[Records for the exercise — start]

//! Environment synthesis: URI components, defaults precedence, query normalization.

use crate::helpers::*;
use bytes::Bytes;
use server_request::{Environment, ServerRequestFactory, SimulatedServerRequestFactory};

/// Test HTTPS URI with explicit port and query
#[test]
fn test_https_uri_with_port() {
    let req = convert(get("https://example.com:8443/path?x=1&y=2"));

    assert_server_str(&req, "SERVER_NAME", "example.com");
    assert_server_str(&req, "HTTPS", "on");
    assert_server_int(&req, "SERVER_PORT", 8443);
    assert_server_str(&req, "HTTP_HOST", "example.com:8443");
    assert_server_str(&req, "REQUEST_URI", "/path?x=1&y=2");
    assert_server_str(&req, "QUERY_STRING", "x=1&y=2");
}

/// Test HTTPS URI without port falls back to 443
#[test]
fn test_https_default_port() {
    let req = convert(get("https://secure.test/"));

    assert_server_int(&req, "SERVER_PORT", 443);
    assert_server_str(&req, "HTTP_HOST", "secure.test");
    assert_server_str(&req, "REQUEST_URI", "/");
}

/// Test plain HTTP URI
#[test]
fn test_http_uri() {
    let req = convert(get("http://plain.test:8080/a"));

    assert_server_int(&req, "SERVER_PORT", 8080);
    assert_server_str(&req, "HTTP_HOST", "plain.test:8080");
    assert_server_absent(&req, &["HTTPS"]);
}

/// Test baseline keys are always present
#[test]
fn test_baseline_present() {
    let req = convert(get("/"));

    for key in [
        "SERVER_NAME",
        "SERVER_PORT",
        "HTTP_HOST",
        "HTTP_USER_AGENT",
        "HTTP_ACCEPT",
        "HTTP_ACCEPT_LANGUAGE",
        "HTTP_ACCEPT_CHARSET",
        "REMOTE_ADDR",
        "SCRIPT_NAME",
        "SCRIPT_FILENAME",
        "SERVER_PROTOCOL",
        "REQUEST_TIME",
        "PATH_INFO",
        "REQUEST_METHOD",
        "REQUEST_URI",
        "QUERY_STRING",
    ] {
        assert!(req.server_param(key).is_some(), "missing {}", key);
    }

    assert_server_str(&req, "REMOTE_ADDR", "127.0.0.1");
    assert_server_str(&req, "SERVER_PROTOCOL", "HTTP/1.1");
    assert_server_str(&req, "SCRIPT_NAME", "");
}

/// Test no auth keys without Authorization header
#[test]
fn test_no_auth_keys_without_header() {
    let req = convert(request("POST", "https://example.com/", &[], "x"));

    assert_server_absent(
        &req,
        &["PHP_AUTH_USER", "PHP_AUTH_PW", "AUTH_TYPE", "HTTP_AUTHORIZATION"],
    );
}

/// Test caller defaults override the baseline but not URI data
#[test]
fn test_defaults_precedence() {
    let defaults: Environment = [
        ("SERVER_NAME", "defaults.test"),
        ("REMOTE_ADDR", "192.0.2.10"),
        ("PATH_INFO", "/ignored"),
        ("DOCUMENT_ROOT", "/srv/www"),
    ]
    .into_iter()
    .collect();
    let factory = SimulatedServerRequestFactory::with_defaults(defaults);

    let req = factory.convert(get("/relative")).unwrap();
    assert_server_str(&req, "SERVER_NAME", "defaults.test");
    assert_server_str(&req, "REMOTE_ADDR", "192.0.2.10");
    assert_server_str(&req, "PATH_INFO", "");
    assert_server_str(&req, "DOCUMENT_ROOT", "/srv/www");

    let req = factory.convert(get("http://uri.test/")).unwrap();
    assert_server_str(&req, "SERVER_NAME", "uri.test");
}

/// Test method is upper-cased
#[test]
fn test_method_upper_cased() {
    let req = convert(request("patch", "/", &[], Bytes::new()));
    assert_server_str(&req, "REQUEST_METHOD", "PATCH");
    assert_server_absent(&req, &["CONTENT_TYPE"]);
}

/// Test POST/PUT/DELETE default content type
#[test]
fn test_content_type_default() {
    for method in ["POST", "PUT", "DELETE"] {
        let req = convert(request(method, "/", &[], Bytes::new()));
        assert_server_str(&req, "CONTENT_TYPE", "application/x-www-form-urlencoded");
    }
}

/// Test query with entities and percent-encoding is normalized
#[test]
fn test_query_round_trip() {
    let req = convert(get("/list?name=J%C3%B6rg&amp;sort=desc&empty&sp=a%20b"));

    assert_server_str(&req, "QUERY_STRING", "name=J%C3%B6rg&sort=desc&empty=&sp=a+b");
    assert_server_str(
        &req,
        "REQUEST_URI",
        "/list?name=J%C3%B6rg&sort=desc&empty=&sp=a+b",
    );

    // Query params come from the raw query string
    assert_eq!(req.query_param("name"), Some("Jörg"));
    assert_eq!(req.query_param("sp"), Some("a b"));
}

/// Test named HTML entities in the query decode before normalization
#[test]
fn test_query_named_entities() {
    let req = convert(get("/s?q=caf&eacute;&copy=1"));

    assert_server_str(&req, "QUERY_STRING", "q=caf%C3%A9&copy=1");
    assert_server_str(&req, "REQUEST_URI", "/s?q=caf%C3%A9&copy=1");
}

/// Test conversion is idempotent apart from REQUEST_TIME
#[test]
fn test_idempotent() {
    let factory = SimulatedServerRequestFactory::with_defaults(
        [("SERVER_ADMIN", "ops@example.com")].into_iter().collect(),
    );
    let first = factory
        .convert_to_server_request(get("https://example.com/a?b=c").into())
        .unwrap();
    let second = factory
        .convert_to_server_request(get("https://example.com/a?b=c").into())
        .unwrap();

    assert_eq!(
        without_request_time(first.environment()),
        without_request_time(second.environment())
    );
}

/// Test environment key order follows the baseline
#[test]
fn test_environment_order() {
    let req = convert(get("/"));
    let keys: Vec<&str> = req.environment().keys().collect();

    assert_eq!(keys.first(), Some(&"SERVER_NAME"));
    assert_eq!(&keys[keys.len() - 2..], ["REQUEST_URI", "QUERY_STRING"]);
}
//! Core types shared by the synthesizer, body parser and multipart decoder.

use std::borrow::Cow;
use std::fmt;
use std::io::{self, Read, Seek, SeekFrom};

use serde::ser::SerializeMap;
use serde::{Serialize, Serializer};
use tempfile::SpooledTempFile;

/// Key-value pair type for parameters (faster than HashMap for small collections).
pub type ParamList = Vec<(String, String)>;

/// Uploaded files keyed by form field name.
pub type FileList = Vec<(String, UploadedFile)>;

/// Insert a value, replacing an existing key in place (PHP array semantics).
pub fn set_param<V>(list: &mut Vec<(String, V)>, key: String, value: V) {
    match list.iter_mut().find(|(k, _)| *k == key) {
        Some(entry) => entry.1 = value,
        None => list.push((key, value)),
    }
}

/// Look up a value by key.
pub fn get_param<'a, V>(list: &'a [(String, V)], key: &str) -> Option<&'a V> {
    list.iter().find(|(k, _)| k == key).map(|(_, v)| v)
}

// =============================================================================
// Server Values
// =============================================================================

/// A single `$_SERVER`-style value.
#[derive(Debug, Clone, PartialEq, Eq, Serialize)]
#[serde(untagged)]
pub enum ServerValue {
    Str(String),
    Int(i64),
}

impl ServerValue {
    /// String payload, if this is a string value.
    pub fn as_str(&self) -> Option<&str> {
        match self {
            ServerValue::Str(s) => Some(s),
            ServerValue::Int(_) => None,
        }
    }

    /// Integer payload, if this is an integer value.
    pub fn as_int(&self) -> Option<i64> {
        match self {
            ServerValue::Int(n) => Some(*n),
            ServerValue::Str(_) => None,
        }
    }

    /// Parse a textual value; all-digit strings become integers.
    pub fn parse(raw: &str) -> Self {
        if !raw.is_empty() && raw.bytes().all(|b| b.is_ascii_digit()) {
            if let Ok(n) = raw.parse() {
                return ServerValue::Int(n);
            }
        }
        ServerValue::Str(raw.to_string())
    }
}

impl fmt::Display for ServerValue {
    fn fmt(&self, f: &mut fmt::Formatter<'_>) -> fmt::Result {
        match self {
            ServerValue::Str(s) => f.write_str(s),
            ServerValue::Int(n) => write!(f, "{}", n),
        }
    }
}

impl From<&str> for ServerValue {
    fn from(s: &str) -> Self {
        ServerValue::Str(s.to_string())
    }
}

impl From<String> for ServerValue {
    fn from(s: String) -> Self {
        ServerValue::Str(s)
    }
}

impl From<i64> for ServerValue {
    fn from(n: i64) -> Self {
        ServerValue::Int(n)
    }
}

impl From<u16> for ServerValue {
    fn from(n: u16) -> Self {
        ServerValue::Int(i64::from(n))
    }
}

impl PartialEq<str> for ServerValue {
    fn eq(&self, other: &str) -> bool {
        self.as_str() == Some(other)
    }
}

impl PartialEq<&str> for ServerValue {
    fn eq(&self, other: &&str) -> bool {
        self.as_str() == Some(*other)
    }
}

impl PartialEq<i64> for ServerValue {
    fn eq(&self, other: &i64) -> bool {
        self.as_int() == Some(*other)
    }
}

// =============================================================================
// Environment
// =============================================================================

/// Insertion-ordered server environment (`$_SERVER`).
///
/// Setting an existing key replaces its value without moving it, so a
/// baseline overlaid with caller defaults keeps the baseline's key order.
#[derive(Debug, Clone, Default, PartialEq, Eq)]
pub struct Environment {
    vars: Vec<(Cow<'static, str>, ServerValue)>,
}

impl Environment {
    pub fn new() -> Self {
        Self::default()
    }

    pub fn with_capacity(capacity: usize) -> Self {
        Self {
            vars: Vec::with_capacity(capacity),
        }
    }

    pub fn get(&self, key: &str) -> Option<&ServerValue> {
        self.vars.iter().find(|(k, _)| k == key).map(|(_, v)| v)
    }

    pub fn contains_key(&self, key: &str) -> bool {
        self.get(key).is_some()
    }

    /// Set a value, replacing in place if the key already exists.
    pub fn set(&mut self, key: impl Into<Cow<'static, str>>, value: impl Into<ServerValue>) {
        let key = key.into();
        let value = value.into();
        match self.vars.iter_mut().find(|(k, _)| *k == key) {
            Some(entry) => entry.1 = value,
            None => self.vars.push((key, value)),
        }
    }

    pub fn remove(&mut self, key: &str) -> Option<ServerValue> {
        let pos = self.vars.iter().position(|(k, _)| k == key)?;
        Some(self.vars.remove(pos).1)
    }

    /// Overlay another environment on top of this one (`array_replace`).
    pub fn extend_from(&mut self, other: &Environment) {
        for (k, v) in &other.vars {
            self.set(k.clone(), v.clone());
        }
    }

    pub fn iter(&self) -> impl Iterator<Item = (&str, &ServerValue)> {
        self.vars.iter().map(|(k, v)| (k.as_ref(), v))
    }

    pub fn keys(&self) -> impl Iterator<Item = &str> {
        self.vars.iter().map(|(k, _)| k.as_ref())
    }

    pub fn len(&self) -> usize {
        self.vars.len()
    }

    pub fn is_empty(&self) -> bool {
        self.vars.is_empty()
    }

    /// Render as a JSON object for diagnostics.
    pub fn to_json(&self) -> serde_json::Value {
        serde_json::to_value(self).unwrap_or_default()
    }
}

impl<K, V> FromIterator<(K, V)> for Environment
where
    K: Into<Cow<'static, str>>,
    V: Into<ServerValue>,
{
    fn from_iter<I: IntoIterator<Item = (K, V)>>(iter: I) -> Self {
        let mut env = Environment::new();
        for (k, v) in iter {
            env.set(k, v);
        }
        env
    }
}

impl Serialize for Environment {
    fn serialize<S: Serializer>(&self, serializer: S) -> Result<S::Ok, S::Error> {
        let mut map = serializer.serialize_map(Some(self.vars.len()))?;
        for (k, v) in &self.vars {
            map.serialize_entry(k.as_ref(), v)?;
        }
        map.end()
    }
}

// =============================================================================
// Uploaded File
// =============================================================================

/// PHP upload status codes.
pub mod upload_error {
    /// Upload succeeded.
    pub const OK: u8 = 0;
    /// File exceeds the configured maximum size.
    pub const INI_SIZE: u8 = 1;
}

/// Represents an uploaded file from multipart form data.
///
/// The stream is positioned at the start. Closing it is the owner's job;
/// dropping the value releases any spilled temporary file.
#[derive(Debug)]
pub struct UploadedFile {
    /// File contents (in memory until the spool threshold, then on disk)
    pub stream: SpooledTempFile,
    /// File size in bytes
    pub size: u64,
    /// PHP upload error code (0 = success)
    pub error: u8,
    /// Original filename
    pub client_filename: Option<String>,
    /// MIME type
    pub client_media_type: Option<String>,
}

impl UploadedFile {
    /// Whether the upload completed without error.
    pub fn is_ok(&self) -> bool {
        self.error == upload_error::OK
    }

    /// Read the whole stream, leaving it rewound.
    pub fn read_all(&mut self) -> io::Result<Vec<u8>> {
        self.stream.seek(SeekFrom::Start(0))?;
        let mut buf = Vec::with_capacity(self.size as usize);
        self.stream.read_to_end(&mut buf)?;
        self.stream.seek(SeekFrom::Start(0))?;
        Ok(buf)
    }
}
//! Core types for request conversion.
//!
//! - [`Request`] - outbound HTTP request, as a client builds it
//! - [`ServerRequest`] - inbound HTTP request, as a server would observe it
//! - [`Error`] - conversion errors
//!
//! # Example
//!
//! ```rust,ignore
//! use server_request::core::Request;
//!
//! let req = Request::from(http::Request::get("/").body(bytes::Bytes::new())?);
//! assert_eq!(req.header_line("accept"), "");
//! ```

mod error;
mod request;
mod server_request;

pub use error::{Error, Result};
pub use request::Request;
pub use server_request::ServerRequest;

[Records for the exercise — finish]

**Activity**
Leave out every line above except those from the line with "#[serde(untagged)]" up to and including the line with "impl From<u16> for", and copy those exactly.

**Answer to the problem**
#[serde(untagged)]
pub enum ServerValue {
    Str(String),
    Int(i64),
}

impl ServerValue {
    /// String payload, if this is a string value.
    pub fn as_str(&self) -> Option<&str> {
        match self {
            ServerValue::Str(s) => Some(s),
            ServerValue::Int(_) => None,
        }
    }

    /// Integer payload, if this is an integer value.
    pub fn as_int(&self) -> Option<i64> {
        match self {
            ServerValue::Int(n) => Some(*n),
            ServerValue::Str(_) => None,
        }
    }

    /// Parse a textual value; all-digit strings become integers.
    pub fn parse(raw: &str) -> Self {
        if !raw.is_empty() && raw.bytes().all(|b| b.is_ascii_digit()) {
            if let Ok(n) = raw.parse() {
                return ServerValue::Int(n);
            }
        }
        ServerValue::Str(raw.to_string())
    }
}

impl fmt::Display for ServerValue {
    fn fmt(&self, f: &mut fmt::Formatter<'_>) -> fmt::Result {
        match self {
            ServerValue::Str(s) => f.write_str(s),
            ServerValue::Int(n) => write!(f, "{}", n),
        }
    }
}

impl From<&str> for ServerValue {
    fn from(s: &str) -> Self {
        ServerValue::Str(s.to_string())
    }
}

impl From<String> for ServerValue {
    fn from(s: String) -> Self {
        ServerValue::Str(s)
    }
}

impl From<i64> for ServerValue {
    fn from(n: i64) -> Self {
        ServerValue::Int(n)
    }
}

impl From<u16> for ServerValue {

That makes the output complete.